Your answer is to be every line of the material that includes the string "feed".
(Recorded data begins)
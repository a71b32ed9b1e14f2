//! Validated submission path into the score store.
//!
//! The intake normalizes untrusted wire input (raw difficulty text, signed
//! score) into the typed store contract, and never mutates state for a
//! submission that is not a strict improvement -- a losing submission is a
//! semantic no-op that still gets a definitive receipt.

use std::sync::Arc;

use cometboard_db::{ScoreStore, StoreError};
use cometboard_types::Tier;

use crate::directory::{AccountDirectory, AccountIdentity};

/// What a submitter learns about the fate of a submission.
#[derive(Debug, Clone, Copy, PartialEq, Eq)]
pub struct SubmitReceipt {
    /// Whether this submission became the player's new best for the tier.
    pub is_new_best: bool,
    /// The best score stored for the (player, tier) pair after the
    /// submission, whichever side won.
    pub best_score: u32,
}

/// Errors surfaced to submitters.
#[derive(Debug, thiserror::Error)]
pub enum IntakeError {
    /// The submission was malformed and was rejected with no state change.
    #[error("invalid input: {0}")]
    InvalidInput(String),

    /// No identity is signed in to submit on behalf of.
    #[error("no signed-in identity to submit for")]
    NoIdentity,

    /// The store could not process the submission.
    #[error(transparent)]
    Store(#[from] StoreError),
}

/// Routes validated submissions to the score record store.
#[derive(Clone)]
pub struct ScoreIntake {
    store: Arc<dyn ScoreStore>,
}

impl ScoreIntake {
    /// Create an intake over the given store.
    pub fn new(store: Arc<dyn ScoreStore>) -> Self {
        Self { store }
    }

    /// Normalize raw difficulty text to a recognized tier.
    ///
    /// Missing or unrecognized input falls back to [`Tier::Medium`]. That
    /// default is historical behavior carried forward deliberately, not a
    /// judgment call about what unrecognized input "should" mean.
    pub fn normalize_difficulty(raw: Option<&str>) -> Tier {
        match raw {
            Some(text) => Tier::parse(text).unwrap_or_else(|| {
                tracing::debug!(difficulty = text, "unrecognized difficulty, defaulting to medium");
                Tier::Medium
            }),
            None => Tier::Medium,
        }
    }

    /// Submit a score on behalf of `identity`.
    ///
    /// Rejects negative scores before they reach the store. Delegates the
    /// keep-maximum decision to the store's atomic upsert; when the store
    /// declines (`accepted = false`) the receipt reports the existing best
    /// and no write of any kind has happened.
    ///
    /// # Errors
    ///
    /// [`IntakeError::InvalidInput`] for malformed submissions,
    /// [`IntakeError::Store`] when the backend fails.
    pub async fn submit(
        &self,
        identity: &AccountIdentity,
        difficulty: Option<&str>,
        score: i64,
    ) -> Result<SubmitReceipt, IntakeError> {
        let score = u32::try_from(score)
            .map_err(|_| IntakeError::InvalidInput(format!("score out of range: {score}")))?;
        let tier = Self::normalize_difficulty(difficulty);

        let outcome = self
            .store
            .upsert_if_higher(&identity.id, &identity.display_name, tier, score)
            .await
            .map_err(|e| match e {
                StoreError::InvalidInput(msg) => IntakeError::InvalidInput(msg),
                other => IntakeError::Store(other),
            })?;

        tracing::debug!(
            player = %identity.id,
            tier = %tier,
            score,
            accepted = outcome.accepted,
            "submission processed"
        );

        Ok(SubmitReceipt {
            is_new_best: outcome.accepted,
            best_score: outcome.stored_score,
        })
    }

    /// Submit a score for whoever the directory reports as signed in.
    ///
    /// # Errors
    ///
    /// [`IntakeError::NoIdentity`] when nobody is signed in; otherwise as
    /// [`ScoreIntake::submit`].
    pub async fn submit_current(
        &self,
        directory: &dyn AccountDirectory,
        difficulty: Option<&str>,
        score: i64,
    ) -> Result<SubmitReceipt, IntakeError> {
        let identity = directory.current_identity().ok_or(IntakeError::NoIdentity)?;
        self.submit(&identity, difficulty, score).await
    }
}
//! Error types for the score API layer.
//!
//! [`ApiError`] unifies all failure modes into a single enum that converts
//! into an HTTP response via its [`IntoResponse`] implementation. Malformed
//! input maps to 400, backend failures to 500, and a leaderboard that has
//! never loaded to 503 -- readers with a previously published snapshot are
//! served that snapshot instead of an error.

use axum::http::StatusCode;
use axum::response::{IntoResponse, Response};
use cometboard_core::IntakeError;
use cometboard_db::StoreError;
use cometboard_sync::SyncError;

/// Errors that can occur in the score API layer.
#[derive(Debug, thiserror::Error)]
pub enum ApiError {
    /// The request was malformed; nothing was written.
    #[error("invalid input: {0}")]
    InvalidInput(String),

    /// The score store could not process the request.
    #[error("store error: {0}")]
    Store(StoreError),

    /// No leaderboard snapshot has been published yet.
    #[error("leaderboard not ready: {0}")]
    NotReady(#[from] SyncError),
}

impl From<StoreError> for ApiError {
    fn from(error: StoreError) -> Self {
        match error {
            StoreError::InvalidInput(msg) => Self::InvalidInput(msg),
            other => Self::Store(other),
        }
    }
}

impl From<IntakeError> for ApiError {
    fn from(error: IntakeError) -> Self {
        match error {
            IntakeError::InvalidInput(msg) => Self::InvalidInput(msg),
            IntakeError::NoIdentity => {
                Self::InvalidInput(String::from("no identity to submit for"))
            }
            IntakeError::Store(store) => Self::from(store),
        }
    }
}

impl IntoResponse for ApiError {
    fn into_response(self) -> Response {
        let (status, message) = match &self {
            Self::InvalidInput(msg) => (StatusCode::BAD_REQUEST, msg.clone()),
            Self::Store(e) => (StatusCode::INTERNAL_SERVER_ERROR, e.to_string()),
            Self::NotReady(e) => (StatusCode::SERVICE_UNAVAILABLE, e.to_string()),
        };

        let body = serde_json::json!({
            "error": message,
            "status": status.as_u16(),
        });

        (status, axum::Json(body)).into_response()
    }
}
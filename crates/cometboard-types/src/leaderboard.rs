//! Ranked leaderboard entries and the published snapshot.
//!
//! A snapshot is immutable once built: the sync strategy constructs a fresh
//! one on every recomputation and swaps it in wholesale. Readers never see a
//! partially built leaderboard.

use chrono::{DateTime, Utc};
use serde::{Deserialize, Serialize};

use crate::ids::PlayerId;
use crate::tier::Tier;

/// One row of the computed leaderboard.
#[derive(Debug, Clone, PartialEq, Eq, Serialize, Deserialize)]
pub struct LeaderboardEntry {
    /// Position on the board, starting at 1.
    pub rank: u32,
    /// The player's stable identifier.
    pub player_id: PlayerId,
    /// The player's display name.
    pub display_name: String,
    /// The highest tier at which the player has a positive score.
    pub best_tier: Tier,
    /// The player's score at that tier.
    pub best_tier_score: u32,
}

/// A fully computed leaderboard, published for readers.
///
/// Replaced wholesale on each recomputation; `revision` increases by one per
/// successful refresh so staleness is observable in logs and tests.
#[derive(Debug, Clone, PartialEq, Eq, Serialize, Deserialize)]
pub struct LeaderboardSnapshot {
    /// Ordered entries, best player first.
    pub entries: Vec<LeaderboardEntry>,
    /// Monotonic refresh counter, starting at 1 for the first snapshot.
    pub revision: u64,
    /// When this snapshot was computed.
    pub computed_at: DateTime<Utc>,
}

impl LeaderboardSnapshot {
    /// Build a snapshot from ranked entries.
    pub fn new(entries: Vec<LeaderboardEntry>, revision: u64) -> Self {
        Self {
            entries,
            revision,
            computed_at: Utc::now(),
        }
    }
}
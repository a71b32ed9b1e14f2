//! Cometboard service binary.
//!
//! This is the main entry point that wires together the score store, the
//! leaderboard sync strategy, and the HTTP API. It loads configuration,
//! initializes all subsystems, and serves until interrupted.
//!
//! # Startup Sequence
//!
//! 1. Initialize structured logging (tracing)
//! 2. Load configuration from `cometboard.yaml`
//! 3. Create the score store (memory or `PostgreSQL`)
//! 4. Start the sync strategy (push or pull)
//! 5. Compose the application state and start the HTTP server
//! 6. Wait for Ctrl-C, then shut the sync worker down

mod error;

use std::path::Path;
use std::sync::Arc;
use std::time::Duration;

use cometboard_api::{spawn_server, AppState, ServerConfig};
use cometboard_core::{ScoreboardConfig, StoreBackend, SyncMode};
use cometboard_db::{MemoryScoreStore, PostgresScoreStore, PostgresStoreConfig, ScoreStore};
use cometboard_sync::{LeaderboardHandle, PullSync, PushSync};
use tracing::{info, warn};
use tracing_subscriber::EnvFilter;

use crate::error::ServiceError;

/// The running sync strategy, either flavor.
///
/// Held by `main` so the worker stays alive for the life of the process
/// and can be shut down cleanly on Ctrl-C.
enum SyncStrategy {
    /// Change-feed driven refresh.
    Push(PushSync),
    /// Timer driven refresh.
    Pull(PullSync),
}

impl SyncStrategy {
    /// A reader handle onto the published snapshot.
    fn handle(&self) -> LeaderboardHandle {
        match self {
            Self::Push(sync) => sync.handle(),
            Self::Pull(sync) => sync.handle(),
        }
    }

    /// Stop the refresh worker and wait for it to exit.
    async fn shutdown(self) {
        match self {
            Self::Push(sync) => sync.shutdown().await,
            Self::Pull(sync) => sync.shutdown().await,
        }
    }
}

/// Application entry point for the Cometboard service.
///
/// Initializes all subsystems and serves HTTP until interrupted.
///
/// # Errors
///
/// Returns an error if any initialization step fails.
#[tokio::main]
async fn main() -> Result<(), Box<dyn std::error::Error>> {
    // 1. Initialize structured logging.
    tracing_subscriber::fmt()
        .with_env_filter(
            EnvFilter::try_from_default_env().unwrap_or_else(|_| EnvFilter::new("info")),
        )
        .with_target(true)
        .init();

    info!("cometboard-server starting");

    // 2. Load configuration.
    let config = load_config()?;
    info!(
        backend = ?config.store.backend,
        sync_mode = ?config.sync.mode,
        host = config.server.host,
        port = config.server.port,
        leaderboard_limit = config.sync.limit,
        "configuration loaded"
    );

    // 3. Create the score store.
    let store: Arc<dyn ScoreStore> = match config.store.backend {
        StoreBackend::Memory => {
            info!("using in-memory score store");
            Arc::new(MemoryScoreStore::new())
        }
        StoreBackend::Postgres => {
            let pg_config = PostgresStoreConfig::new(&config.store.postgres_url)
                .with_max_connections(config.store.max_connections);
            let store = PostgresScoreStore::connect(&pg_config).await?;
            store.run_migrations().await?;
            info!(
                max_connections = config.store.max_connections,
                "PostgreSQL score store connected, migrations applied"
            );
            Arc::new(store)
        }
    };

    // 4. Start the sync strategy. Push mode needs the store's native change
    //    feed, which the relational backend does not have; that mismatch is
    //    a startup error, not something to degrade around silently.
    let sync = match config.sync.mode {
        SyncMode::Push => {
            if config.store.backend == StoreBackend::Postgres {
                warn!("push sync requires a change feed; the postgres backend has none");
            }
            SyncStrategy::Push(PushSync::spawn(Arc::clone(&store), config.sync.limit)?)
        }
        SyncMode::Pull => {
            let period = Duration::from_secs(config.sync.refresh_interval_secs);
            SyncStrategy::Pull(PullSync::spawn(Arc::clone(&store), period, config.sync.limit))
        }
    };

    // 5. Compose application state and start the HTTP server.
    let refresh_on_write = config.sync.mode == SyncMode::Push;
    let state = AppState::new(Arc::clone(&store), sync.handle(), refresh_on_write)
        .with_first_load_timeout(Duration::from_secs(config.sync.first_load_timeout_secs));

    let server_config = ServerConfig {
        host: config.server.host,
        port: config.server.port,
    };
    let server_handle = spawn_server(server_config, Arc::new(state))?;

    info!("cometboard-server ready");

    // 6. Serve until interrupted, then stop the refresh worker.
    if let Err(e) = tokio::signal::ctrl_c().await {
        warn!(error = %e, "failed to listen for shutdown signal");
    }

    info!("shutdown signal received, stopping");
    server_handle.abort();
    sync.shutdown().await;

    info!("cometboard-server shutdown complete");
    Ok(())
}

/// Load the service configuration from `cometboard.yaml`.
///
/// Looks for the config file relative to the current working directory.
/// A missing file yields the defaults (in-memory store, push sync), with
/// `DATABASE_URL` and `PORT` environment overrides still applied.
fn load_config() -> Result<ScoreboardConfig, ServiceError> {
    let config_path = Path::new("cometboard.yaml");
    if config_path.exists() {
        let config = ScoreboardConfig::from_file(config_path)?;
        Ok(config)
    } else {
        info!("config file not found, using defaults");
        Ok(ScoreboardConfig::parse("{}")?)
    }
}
(Recorded data ends)
(Output of the exercise)
    /// Change-feed driven refresh.
    //    feed, which the relational backend does not have; that mismatch is
                warn!("push sync requires a change feed; the postgres backend has none");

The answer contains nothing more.